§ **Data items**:
==================================================

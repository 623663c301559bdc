//! # Render Commands
//!
//! A command is data plus an `execute` contract: everything needed for one
//! driver operation, captured by value so it can wait in a queue.
//!
//! Closures taking `&mut dyn GraphicsDevice` are commands too, for one-off
//! work that does not deserve a type.

use bytemuck::Pod;
use xen_core::{BufferId, FramebufferId, TextureId};

use super::output::CommandOutput;
use crate::device::{
    Attachment, GraphicsDevice, IndexType, PrimitiveMode, TextureDesc, TextureTarget, Viewport,
};

/// A deferred driver operation.
pub trait RenderCommand: Send + 'static {
    /// What the command yields when run synchronously.
    type Output;

    /// Runs the command. Context thread only.
    fn execute(self, device: &mut dyn GraphicsDevice) -> Self::Output;
}

impl<F, T> RenderCommand for F
where
    F: FnOnce(&mut dyn GraphicsDevice) -> T + Send + 'static,
{
    type Output = T;

    #[inline]
    fn execute(self, device: &mut dyn GraphicsDevice) -> T {
        self(device)
    }
}

// =============================================================================
// STATE
// =============================================================================

/// Clears the bound framebuffer.
#[derive(Clone, Copy, Debug, PartialEq)]
pub struct ClearCommand {
    /// RGBA clear color.
    pub color: [f32; 4],
}

impl ClearCommand {
    /// Clear to `(r, g, b, a)`.
    #[must_use]
    pub const fn new(r: f32, g: f32, b: f32, a: f32) -> Self {
        Self { color: [r, g, b, a] }
    }
}

impl RenderCommand for ClearCommand {
    type Output = ();

    fn execute(self, device: &mut dyn GraphicsDevice) {
        device.clear(self.color);
    }
}

/// Sets the viewport.
#[derive(Clone, Copy, Debug, PartialEq, Eq)]
pub struct SetViewportCommand(pub Viewport);

impl RenderCommand for SetViewportCommand {
    type Output = ();

    fn execute(self, device: &mut dyn GraphicsDevice) {
        device.set_viewport(self.0);
    }
}

/// Binds a texture to a target.
#[derive(Clone, Copy, Debug, PartialEq, Eq)]
pub struct BindTextureCommand {
    /// Texture to bind.
    pub texture: TextureId,
    /// Binding point.
    pub target: TextureTarget,
}

impl RenderCommand for BindTextureCommand {
    type Output = ();

    fn execute(self, device: &mut dyn GraphicsDevice) {
        device.bind_texture(self.texture, self.target);
    }
}

/// Binds a framebuffer (`None` = default framebuffer).
#[derive(Clone, Copy, Debug, PartialEq, Eq)]
pub struct BindFramebufferCommand(pub Option<FramebufferId>);

impl RenderCommand for BindFramebufferCommand {
    type Output = ();

    fn execute(self, device: &mut dyn GraphicsDevice) {
        device.bind_framebuffer(self.0);
    }
}

/// Indexed draw from the bound index buffer.
#[derive(Clone, Copy, Debug, PartialEq, Eq)]
pub struct DrawElementsCommand {
    /// Primitive mode.
    pub mode: PrimitiveMode,
    /// Number of indices.
    pub count: u32,
    /// Index width.
    pub index_type: IndexType,
    /// Byte offset into the index buffer.
    pub offset: usize,
}

impl DrawElementsCommand {
    /// Triangle list of `count` 32-bit indices from the start of the buffer.
    #[must_use]
    pub const fn triangles(count: u32) -> Self {
        Self {
            mode: PrimitiveMode::Triangles,
            count,
            index_type: IndexType::U32,
            offset: 0,
        }
    }
}

impl RenderCommand for DrawElementsCommand {
    type Output = ();

    fn execute(self, device: &mut dyn GraphicsDevice) {
        device.draw_elements(self.mode, self.count, self.index_type, self.offset);
    }
}

// =============================================================================
// BUFFERS
// =============================================================================

/// Creates `count` buffers.
#[derive(Clone, Debug, Default)]
pub struct CreateBuffersCommand {
    count: usize,
    output: Option<CommandOutput<Vec<BufferId>>>,
}

impl CreateBuffersCommand {
    /// Creates `count` buffers.
    #[must_use]
    pub fn new(count: usize) -> Self {
        Self {
            count,
            output: None,
        }
    }

    /// Also stores the new ids in `output` (for queued execution).
    #[must_use]
    pub fn into_output(mut self, output: &CommandOutput<Vec<BufferId>>) -> Self {
        self.output = Some(output.clone());
        self
    }
}

impl RenderCommand for CreateBuffersCommand {
    type Output = Vec<BufferId>;

    fn execute(self, device: &mut dyn GraphicsDevice) -> Vec<BufferId> {
        let ids = device.create_buffers(self.count);
        if let Some(output) = &self.output {
            output.set(ids.clone());
        }
        ids
    }
}

/// Replaces a buffer's contents.
#[derive(Clone, Debug, PartialEq, Eq)]
pub struct UploadBufferCommand {
    /// Target buffer.
    pub buffer: BufferId,
    /// Bytes to upload (owned; the caller's data may be gone by drain time).
    pub data: Vec<u8>,
}

impl UploadBufferCommand {
    /// Uploads a slice of plain-old-data values.
    #[must_use]
    pub fn from_pod<T: Pod>(buffer: BufferId, values: &[T]) -> Self {
        Self {
            buffer,
            data: bytemuck::cast_slice(values).to_vec(),
        }
    }
}

impl RenderCommand for UploadBufferCommand {
    type Output = ();

    fn execute(self, device: &mut dyn GraphicsDevice) {
        device.upload_buffer(self.buffer, &self.data);
    }
}

/// Deletes buffers.
#[derive(Clone, Debug, PartialEq, Eq)]
pub struct DeleteBuffersCommand(pub Vec<BufferId>);

impl RenderCommand for DeleteBuffersCommand {
    type Output = ();

    fn execute(self, device: &mut dyn GraphicsDevice) {
        device.delete_buffers(&self.0);
    }
}

// =============================================================================
// TEXTURES
// =============================================================================

/// Creates `count` textures with the same storage.
#[derive(Clone, Debug)]
pub struct CreateTexturesCommand {
    count: usize,
    desc: TextureDesc,
    output: Option<CommandOutput<Vec<TextureId>>>,
}

impl CreateTexturesCommand {
    /// Creates `count` textures described by `desc`.
    #[must_use]
    pub fn new(count: usize, desc: TextureDesc) -> Self {
        Self {
            count,
            desc,
            output: None,
        }
    }

    /// Also stores the new ids in `output`.
    #[must_use]
    pub fn into_output(mut self, output: &CommandOutput<Vec<TextureId>>) -> Self {
        self.output = Some(output.clone());
        self
    }
}

impl RenderCommand for CreateTexturesCommand {
    type Output = Vec<TextureId>;

    fn execute(self, device: &mut dyn GraphicsDevice) -> Vec<TextureId> {
        let ids = device.create_textures(self.count, self.desc);
        if let Some(output) = &self.output {
            output.set(ids.clone());
        }
        ids
    }
}

/// Deletes textures.
#[derive(Clone, Debug, PartialEq, Eq)]
pub struct DeleteTexturesCommand(pub Vec<TextureId>);

impl RenderCommand for DeleteTexturesCommand {
    type Output = ();

    fn execute(self, device: &mut dyn GraphicsDevice) {
        device.delete_textures(&self.0);
    }
}

// =============================================================================
// FRAMEBUFFERS
// =============================================================================

/// Creates `count` framebuffers.
#[derive(Clone, Debug, Default)]
pub struct CreateFramebuffersCommand {
    count: usize,
    output: Option<CommandOutput<Vec<FramebufferId>>>,
}

impl CreateFramebuffersCommand {
    /// Creates `count` framebuffers.
    #[must_use]
    pub fn new(count: usize) -> Self {
        Self {
            count,
            output: None,
        }
    }

    /// Also stores the new ids in `output`.
    #[must_use]
    pub fn into_output(mut self, output: &CommandOutput<Vec<FramebufferId>>) -> Self {
        self.output = Some(output.clone());
        self
    }
}

impl RenderCommand for CreateFramebuffersCommand {
    type Output = Vec<FramebufferId>;

    fn execute(self, device: &mut dyn GraphicsDevice) -> Vec<FramebufferId> {
        let ids = device.create_framebuffers(self.count);
        if let Some(output) = &self.output {
            output.set(ids.clone());
        }
        ids
    }
}

/// Attaches a texture to a framebuffer.
#[derive(Clone, Copy, Debug, PartialEq, Eq)]
pub struct AttachTextureCommand {
    /// Target framebuffer.
    pub framebuffer: FramebufferId,
    /// Attachment point.
    pub attachment: Attachment,
    /// Texture to attach.
    pub texture: TextureId,
}

impl RenderCommand for AttachTextureCommand {
    type Output = ();

    fn execute(self, device: &mut dyn GraphicsDevice) {
        device.attach_texture(self.framebuffer, self.attachment, self.texture);
    }
}

/// Deletes framebuffers.
#[derive(Clone, Debug, PartialEq, Eq)]
pub struct DeleteFramebuffersCommand(pub Vec<FramebufferId>);

impl RenderCommand for DeleteFramebuffersCommand {
    type Output = ();

    fn execute(self, device: &mut dyn GraphicsDevice) {
        device.delete_framebuffers(&self.0);
    }
}

#[cfg(test)]
mod tests {
    use super::*;
    use crate::device::{DeviceCall, HeadlessDevice};

    #[test]
    fn test_create_fills_output() {
        let mut device = HeadlessDevice::new();
        let out = CommandOutput::new();
        let ids = CreateBuffersCommand::new(3).into_output(&out).execute(&mut device);
        assert_eq!(ids.len(), 3);
        assert_eq!(out.take(), Some(ids));
    }

    #[test]
    fn test_upload_from_pod() {
        let mut device = HeadlessDevice::new();
        let buffer = device.create_buffers(1)[0];
        UploadBufferCommand::from_pod(buffer, &[1.0f32, 2.0, 3.0]).execute(&mut device);
        assert_eq!(
            device.calls().last(),
            Some(&DeviceCall::UploadBuffer { buffer, bytes: 12 })
        );
    }

    #[test]
    fn test_closure_is_a_command() {
        let mut device = HeadlessDevice::new();
        let name = (|d: &mut dyn GraphicsDevice| d.name().to_string()).execute(&mut device);
        assert_eq!(name, "headless");
    }
}
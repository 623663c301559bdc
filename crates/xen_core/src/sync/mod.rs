//! # Simulation -> Render Handoff
//!
//! ## The Problem
//!
//! ```text
//! Thread 1 (Simulation):  WRITE snapshot, tick after tick
//! Thread 2 (Render):      READ the newest complete snapshot, frame after frame
//!
//! Without synchronization: render sees half-written state
//! With one Mutex:          each side stalls for the other's whole tick/frame
//! With two buffers:        writer must wait until the reader lets go
//! ```
//!
//! ## The Solution: Triple Buffering
//!
//! ```text
//! write slot  -> being filled by the simulation
//! ready slot  -> last completed snapshot, waiting for pickup
//! read slot   -> being drawn by the renderer
//! ```
//!
//! Swaps exchange two indices under a mutex held for a handful of
//! instructions. Accessors take no lock at all.

mod state_buffer;

pub use state_buffer::{ReadGuard, StateBuffer, SwapOutcome, SwapStats, WriteGuard, SLOT_COUNT};
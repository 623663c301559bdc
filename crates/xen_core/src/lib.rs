//! # Xen Core
//!
//! Simulation-side state model for the Xen engine:
//! - [`GameState`] snapshots built from dense component tables
//! - [`StateBuffer`], the triple buffer that hands snapshots from the
//!   simulation thread to the render thread
//! - [`Clock`] for delta time and frame time
//!
//! ## Threading Rules
//!
//! 1. **One writer, one reader** - the simulation thread owns the write slot,
//!    the render thread owns the read slot
//! 2. **Index swaps only under the lock** - the lock never wraps GPU work
//! 3. **No GPU calls** - GPU objects are referenced by id; releasing them is
//!    delegated to a [`ResourceReleaser`] on the context thread
//!
//! ## Example
//!
//! ```rust,ignore
//! use xen_core::{GameState, StateBuffer};
//!
//! let mut buffer = StateBuffer::new();
//! buffer.init(&GameState::new())?;
//!
//! // Simulation thread
//! let mut write = buffer.write_buffer()?;
//! write.create_entity();
//! write.publish();
//!
//! // Render thread
//! buffer.swap_read_buffer()?;
//! let read = buffer.read_buffer()?;
//! ```

#![deny(missing_docs)]
#![deny(unsafe_code)]
#![deny(clippy::all)]
#![warn(clippy::pedantic)]
#![deny(clippy::perf)]

pub mod clock;
pub mod ecs;
pub mod error;
pub mod gpu;
pub mod state;
pub mod sync;

pub use clock::Clock;
pub use ecs::{
    Component, ComponentTable, EntityAllocator, EntityId, Hierarchy, Material, MeshHandle,
    PbrTextures, RenderComponent, TransformComponent,
};
pub use error::{StateBufferError, StateBufferResult};
pub use gpu::{BufferId, FramebufferId, GpuResource, ResourceReleaser, TextureId};
pub use state::{CameraState, DirectionalLight, GameState, Light, LightingState, PointLight};
pub use sync::{ReadGuard, StateBuffer, SwapOutcome, SwapStats, WriteGuard};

==================================================

§ **Try it**:
In the entries above, tally the lines that hold the string "color" and give only the count.

§ **The completed task**:
4